Entonces ocurre lo de siempre: se castiga al ciudadano con un sistema improvisado. El taxi cubre una necesidad real, sí. Pero también aprovecha el vacío legal y operativo. Y mientras el gobierno se hace el desentendido, el usuario queda atrapado entre la necesidad de moverse y la ausencia de reglas claras.
La raíz del problema no está solo en los taxistas. Está en años de malas decisiones, de concesiones entregadas sin orden y de un modelo de movilidad que se fue pudriendo con los años. Ahí están las herencias de los gobiernos que saturaron de taxis las ciudades, pero nunca construyeron un sistema suficiente de transporte urbano. Mucho coche de alquiler, poco transporte público real.
Por eso la solución no puede ser solamente mandar inspectores o amagar con operativos. Eso sería tapar el sol con un dedo. Si el gobierno realmente quisiera resolver el problema, tendría que reestructurar el sistema y reconocer una realidad que ya existe en la calle.
Una salida viable sería convertir legalmente una parte del padrón de taxis en unidades de transporte colectivo concesionado. Separar con claridad qué vehículo es taxi y cuál es colectivo. Que uno preste servicio individual, y que el otro cubra rutas definidas, con tarifa establecida, horarios obligatorios y supervisión real.
Eso traería varias ventajas. Primero, daría certeza al usuario sobre cuánto va a pagar. Segundo, obligaría a los prestadores a respetar rutas y frecuencias. Tercero, pondría orden donde hoy reina la conveniencia. Y cuarto, evitaría esa trampa cotidiana en la que las “bases” desaparecen en cuanto llueve, hay carnaval, feria o una noche de alta demanda, porque entonces todos dejan de ser colectivos y se vuelven taxis de carrera, dejando botada a la gente.

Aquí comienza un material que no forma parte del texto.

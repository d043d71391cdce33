//! Error types for record extraction
//!
//! Every failure names the landmark and the record it happened in, so a
//! caller can tell markup drift apart from a bad value.

use thiserror::Error;

pub type ExtractResult<T> = Result<T, ExtractError>;

#[derive(Error, Debug, Clone, PartialEq, Eq)]
pub enum ExtractError {
    #[error("landmark '{landmark}' not found in {record}")]
    StructureMismatch { landmark: String, record: String },

    #[error("landmark '{landmark}' in {record} holds malformed value {value:?}: {reason}")]
    FormatError {
        landmark: String,
        record: String,
        value: String,
        reason: String,
    },

    #[error("failed to fetch {url} ({status})")]
    Fetch { url: String, status: u16 },

    #[error("transport error for {url}: {message}")]
    Transport { url: String, message: String },

    #[error("invalid selector for '{landmark}': {selector} - {reason}")]
    InvalidSelector {
        landmark: String,
        selector: String,
        reason: String,
    },

    #[error("configuration error: {message}")]
    Config { message: String },
}

impl ExtractError {
    pub fn structure_mismatch(landmark: &str, record: &str) -> Self {
        Self::StructureMismatch {
            landmark: landmark.to_string(),
            record: record.to_string(),
        }
    }

    /// Attach landmark and record context to a normalizer failure
    pub fn format(landmark: &str, record: &str, err: FormatError) -> Self {
        Self::FormatError {
            landmark: landmark.to_string(),
            record: record.to_string(),
            value: err.value,
            reason: err.reason,
        }
    }

    pub fn fetch(url: &str, status: u16) -> Self {
        Self::Fetch {
            url: url.to_string(),
            status,
        }
    }

    pub fn transport(url: &str, message: impl ToString) -> Self {
        Self::Transport {
            url: url.to_string(),
            message: message.to_string(),
        }
    }

    /// True when the markup no longer matches the expected layout
    pub fn is_markup_drift(&self) -> bool {
        matches!(self, Self::StructureMismatch { .. } | Self::FormatError { .. })
    }
}

/// A field normalizer could not make sense of its input
#[derive(Error, Debug, Clone, PartialEq, Eq)]
#[error("cannot parse {value:?}: {reason}")]
pub struct FormatError {
    pub value: String,
    pub reason: String,
}

impl FormatError {
    pub fn new(value: &str, reason: impl ToString) -> Self {
        Self {
            value: value.to_string(),
            reason: reason.to_string(),
        }
    }
}
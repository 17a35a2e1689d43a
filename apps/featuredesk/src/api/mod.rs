//! # FeatureDesk HTTP API Module
//!
//! This module implements the HTTP REST API server using axum.
//!
//! ## Endpoints
//!
//! - `GET /features` - List all features ordered by name
//! - `POST /features` - Create a feature
//! - `GET /features/{id}` - Get one feature
//! - `PUT /features/{id}` - Partially update a feature
//! - `DELETE /features/{id}` - Delete a feature
//! - `GET /features/by-name/{name}` - Get one feature by exact name
//! - `GET /features/{id}/description` - Rendered description as HTML
//! - `GET /health` - Health check
//!
//! ## Security Configuration (Environment Variables)
//!
//! - `FEATUREDESK_CORS_ORIGINS`: Comma-separated list of allowed origins, or "*" for all (default: localhost only)
//! - `FEATUREDESK_RATE_LIMIT`: Requests per second (default: 100, 0 to disable)
//! - `FEATUREDESK_API_KEY`: If set, requires Bearer token authentication

mod auth;
mod error;
mod extract;
mod handlers;
mod middleware;
mod types;

pub use auth::{API_KEY_VAR, get_api_key_from_env};
pub use error::{ApiError, INTERNAL_ERROR_MESSAGE};
pub use middleware::{RATE_LIMIT_VAR, create_rate_limiter, get_rate_limit_from_env};
pub use types::{ApiResponse, FeatureResponse, HealthResponse};

use crate::config::AppConfig;
use crate::error::AppError;
use axum::{
    Router,
    http::{HeaderValue, Method, header},
    middleware as axum_middleware,
    response::{IntoResponse, Response},
    routing::get,
};
use featuredesk_core::{FeatureService, MarkdownRenderer};
use std::any::Any;
use std::sync::Arc;
use tower::ServiceBuilder;
use tower_http::catch_panic::CatchPanicLayer;
use tower_http::cors::CorsLayer;
use tower_http::trace::TraceLayer;

/// Environment variable holding the allowed CORS origins.
pub const CORS_ORIGINS_VAR: &str = "FEATUREDESK_CORS_ORIGINS";

/// Maximum accepted request body.
const MAX_BODY_BYTES: usize = 2 * 1024 * 1024;

// =============================================================================
// SERVER STATE
// =============================================================================

/// Shared server state. Cheap to clone.
#[derive(Clone, Debug)]
pub struct AppState {
    pub service: FeatureService,
    pub markdown: Arc<MarkdownRenderer>,
    pub config: Arc<AppConfig>,
}

impl AppState {
    /// Create state around a service. The Markdown renderer is built here,
    /// once, and shared by every request.
    #[must_use]
    pub fn new(service: FeatureService, config: AppConfig) -> Self {
        Self {
            service,
            markdown: Arc::new(MarkdownRenderer::new()),
            config: Arc::new(config),
        }
    }
}

// =============================================================================
// CORS CONFIGURATION
// =============================================================================

/// Build CORS layer from `FEATUREDESK_CORS_ORIGINS`.
///
/// - `*`: allow all origins
/// - unset or nothing valid: localhost only
/// - otherwise: the comma-separated origins
fn build_cors_layer() -> CorsLayer {
    let origins_env = std::env::var(CORS_ORIGINS_VAR).ok();

    match origins_env.as_deref() {
        Some("*") => {
            tracing::warn!(
                "CORS: Allowing ALL origins (FEATUREDESK_CORS_ORIGINS=*). This is insecure for production!"
            );
            CorsLayer::permissive()
        }
        Some(origins) => {
            let allowed_origins: Vec<HeaderValue> = origins
                .split(',')
                .filter_map(|s| {
                    let trimmed = s.trim();
                    match trimmed.parse::<HeaderValue>() {
                        Ok(hv) => {
                            tracing::info!("CORS: Allowing origin: {}", trimmed);
                            Some(hv)
                        }
                        Err(e) => {
                            tracing::warn!("CORS: Invalid origin '{}': {}", trimmed, e);
                            None
                        }
                    }
                })
                .collect();

            if allowed_origins.is_empty() {
                tracing::warn!(
                    "CORS: No valid origins in FEATUREDESK_CORS_ORIGINS, defaulting to localhost only"
                );
                build_localhost_cors()
            } else {
                restricted_cors(allowed_origins)
            }
        }
        None => {
            tracing::info!("CORS: No FEATUREDESK_CORS_ORIGINS set, defaulting to localhost only");
            build_localhost_cors()
        }
    }
}

/// Build a restrictive CORS layer that only allows localhost origins.
fn build_localhost_cors() -> CorsLayer {
    let origins: Vec<HeaderValue> = [
        "http://localhost:3000",
        "http://localhost:8080",
        "http://127.0.0.1:3000",
        "http://127.0.0.1:8080",
    ]
    .into_iter()
    .filter_map(|origin| origin.parse::<HeaderValue>().ok())
    .collect();

    restricted_cors(origins)
}

fn restricted_cors(origins: Vec<HeaderValue>) -> CorsLayer {
    CorsLayer::new()
        .allow_origin(origins)
        .allow_methods([
            Method::GET,
            Method::POST,
            Method::PUT,
            Method::DELETE,
            Method::OPTIONS,
        ])
        .allow_headers([header::CONTENT_TYPE, header::AUTHORIZATION])
        .expose_headers([header::LOCATION])
}

// =============================================================================
// PANIC HANDLING
// =============================================================================

/// Turn a handler panic into a 500 envelope. The panic message is only
/// included when `expose_details` is set.
fn panic_response(panic: Box<dyn Any + Send + 'static>, expose_details: bool) -> Response {
    let detail = panic
        .downcast_ref::<String>()
        .cloned()
        .or_else(|| panic.downcast_ref::<&str>().map(|s| (*s).to_string()))
        .unwrap_or_else(|| "unknown panic".to_string());

    ApiError::internal(format!("handler panicked: {}", detail), expose_details).into_response()
}

// =============================================================================
// ROUTER CREATION
// =============================================================================

/// Create the axum router with all endpoints and middleware.
///
/// Middleware stack (outer to inner):
/// 1. Tracing - logs all requests
/// 2. CORS - handles preflight requests
/// 3. Panic catcher - converts panics to 500 envelopes
/// 4. Body limit
/// 5. Rate Limiting - if enabled
/// 6. Authentication - if an API key is configured
pub fn create_router(state: AppState) -> Router {
    let cors = build_cors_layer();

    let rate_limit = get_rate_limit_from_env();
    let rate_limiter = if rate_limit > 0 {
        tracing::info!("Rate limiting enabled: {} requests/second", rate_limit);
        Some(create_rate_limiter(rate_limit))
    } else {
        tracing::info!("Rate limiting disabled");
        None
    };

    let has_auth = get_api_key_from_env().is_some();
    if has_auth {
        tracing::info!("API key authentication enabled");
    } else {
        tracing::warn!(
            "API key authentication DISABLED - all endpoints are publicly accessible! \
             Set FEATUREDESK_API_KEY environment variable to enable authentication."
        );
    }

    let mut router = Router::new()
        .route("/health", get(handlers::health_handler))
        .route(
            "/features",
            get(handlers::list_features_handler).post(handlers::create_feature_handler),
        )
        .route(
            "/features/{id}",
            get(handlers::get_feature_handler)
                .put(handlers::update_feature_handler)
                .delete(handlers::delete_feature_handler),
        )
        .route(
            "/features/{id}/description",
            get(handlers::feature_description_handler),
        )
        .route(
            "/features/by-name/{name}",
            get(handlers::get_feature_by_name_handler),
        )
        .fallback(handlers::not_found_handler);

    if has_auth {
        router = router.layer(axum_middleware::from_fn(auth::api_key_auth_middleware));
    }

    if let Some(limiter) = rate_limiter {
        router = router.layer(axum_middleware::from_fn_with_state(
            limiter,
            middleware::rate_limit_middleware,
        ));
    }

    let expose_details = state.config.is_development();
    router
        .layer(
            ServiceBuilder::new()
                .layer(TraceLayer::new_for_http())
                .layer(cors)
                .layer(CatchPanicLayer::custom(
                    move |panic: Box<dyn Any + Send + 'static>| panic_response(panic, expose_details),
                ))
                .layer(axum::extract::DefaultBodyLimit::max(MAX_BODY_BYTES)),
        )
        .with_state(state)
}

// =============================================================================
// SERVER STARTUP
// =============================================================================

/// Bind to `state.config`'s address and serve until Ctrl+C.
pub async fn run_server(state: AppState) -> Result<(), AppError> {
    let addr = state.config.bind_address();
    let router = create_router(state);

    let listener = tokio::net::TcpListener::bind(&addr)
        .await
        .map_err(|source| AppError::Bind {
            addr: addr.clone(),
            source,
        })?;

    tracing::info!("FeatureDesk HTTP server listening on {}", addr);

    axum::serve(listener, router)
        .with_graceful_shutdown(shutdown_signal())
        .await
        .map_err(AppError::Serve)
}

async fn shutdown_signal() {
    match tokio::signal::ctrl_c().await {
        Ok(()) => tracing::info!("Shutdown signal received"),
        Err(e) => {
            // Without a signal handler, run until the process is killed.
            tracing::error!("Failed to listen for shutdown signal: {}", e);
            std::future::pending::<()>().await;
        }
    }
}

En ciudades como Tuxpan eso se ve con claridad. Existen rutas conocidas hacia colonias y sectores populares, pero en cuanto el negocio está en otro lado, la ruta se abandona. El usuario espera en la base creyendo que habrá servicio colectivo, pero la realidad es que el sistema funciona según la conveniencia del chofer, no de la ciudadanía. Y eso no es transporte público. Eso es desorden disfrazado de costumbre.
En mi opinión, el gobierno tendría que dejar de fingir que no pasa nada. Si los taxis están haciendo función de colectivos, entonces que se regule. Si van a seguir siendo taxis, entonces que se les prohíba de verdad hacer ruta. Lo que no puede seguir ocurriendo es esta tierra de nadie donde todo mundo sabe que es ilegal, pero nadie lo corrige porque así conviene.
La movilidad urbana no puede depender de la tolerancia, la improvisación y la costumbre. Necesita reglas, concesiones claras y autoridad. Porque mientras eso no ocurra, cada aumento al pasaje no será una solución: será apenas otro parche sobre un sistema roto.
Y si, Es muy probable que en Tuxpan el precio del taxi suba a $15 pesos.